Sylvia gasped. "Good lord. Was that wise?"
"I think we all saw how unwise it was," Jack muttered.
"Now it makes sense," Sylvia said. "You deliberately made her angry with a lie about her being kept prisoner here. Uncle, how could you?"
"Enough! I did what was necessary to remove the narcolepsy and memory block. Now we can start her training anew."
I pressed my fingers to my temples. My head ached. My heart was sore. I should be disturbed by Langley's admission, but I couldn't muster any thoughts in that direction. All I knew was that Vi and Miss Levine had lied to me for many years. My world had been turned upside down and shaken about. I felt like I was watching a grand illusionist working his magic so cleverly and subtly that the sleight of hand went unnoticed. Nothing was as it seemed anymore.
"I think you need to lie down," Jack said, once more crouching in front of me. He peered at me as if he would see my thoughts. It was clear from his earnest gaze that he wanted to hold me, just as I wanted to be held by him. But touching of an intimate nature was impossible. He may have been able to carry me to safety, but there'd been no desire in his touch then, only urgency.
It would seem that anger caused me to light fires, but mutual desire caused us both to combust.
"I'll find out if the maids have made up any of the bedrooms," Sylvia said.
"Wait." Langley tapped his finger on the arm of his chair. "You owe me an explanation, Violet."
"She doesn't," Jack growled.
"It's all right," I said. "I want to tell you." I needed to, if only to help me make sense of it.
"Why did you not tell us you thought you couldn't light fires?" Langley asked. "If you didn't want to stay here, why not inform us of what you thought was the truth?"
Three sets of eyes watched me intently. Only Bollard seemed disinterested. I sucked in a breath and let it out slowly before beginning. "I was protecting my friend. I thought she was the fire starter, not me. She's not as strong as me, you see. She scares easily and I wanted to protect her from...your experiments. If your intentions truly were to do harm or to study her then I wanted to keep her safely at Windamere."

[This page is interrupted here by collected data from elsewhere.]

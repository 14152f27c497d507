//! Router configuration for the web server.

use axum::{routing::get, Router};
use tower_http::cors::CorsLayer;

use super::handlers;
use super::AppState;

/// Create the main router with all routes.
pub fn create_router(state: AppState) -> Router {
    Router::new()
        // Human-facing landing page
        .route("/", get(handlers::index_page))
        // Icon generation
        .route("/file-icon", get(handlers::file_icon))
        .route("/file-icon/:extension", get(handlers::file_icon_by_path))
        // Service metadata
        .route("/health", get(handlers::health))
        .route("/api/docs", get(handlers::api_docs))
        // Static assets
        .route("/static/style.css", get(handlers::serve_css))
        .layer(CorsLayer::permissive())
        .with_state(state)
}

"That's so sweet of you," Sylvia said, sniffing and dabbing at the corners of her eyes.
"She's lucky to have a friend like you," Jack said.
"Except we're not friends, are we?" I said, bitterness souring my tongue. "How can we be? She's been lying to me for years. She knew I was the one who started the fires, yet she allowed me to think it was her and that my narcolepsy was somehow tied to it." I shook my head. It sounded ridiculous now that I thought about it. Why would my narcolepsy have been caused by her being able to start fires, or vice versa?
"Why would she do that?" Langley asked.
"Yes," Jack said. "Why lie at all?"
I shrugged. I felt like the stupidest fool that ever lived. "I don't know. They were all lying. Miss Levine, Lord Wade and Violet—"
"Violet?" Jack frowned. "But you're Violet?"
I chewed the inside of my cheek and tasted blood. "My name is Hannah Smith."
Langley's fingers gripped his chair arms. "Hannah...Smith," he muttered.
"You've heard of me?"
He lifted a hand in dismissal, but the distance in his eyes remained.
"You're not the daughter of Lord Wade?" Jack asked.
"No. Violet Jamieson, my friend, is. I was her companion, confined to the attic alongside her because she couldn't be let out with her condition." I twisted my hands together, knotting the fingers. "Or so I thought. But since I am the fire starter, and she isn't...I don't understand why Lord Wade kept me at all. Or why she's in the attic."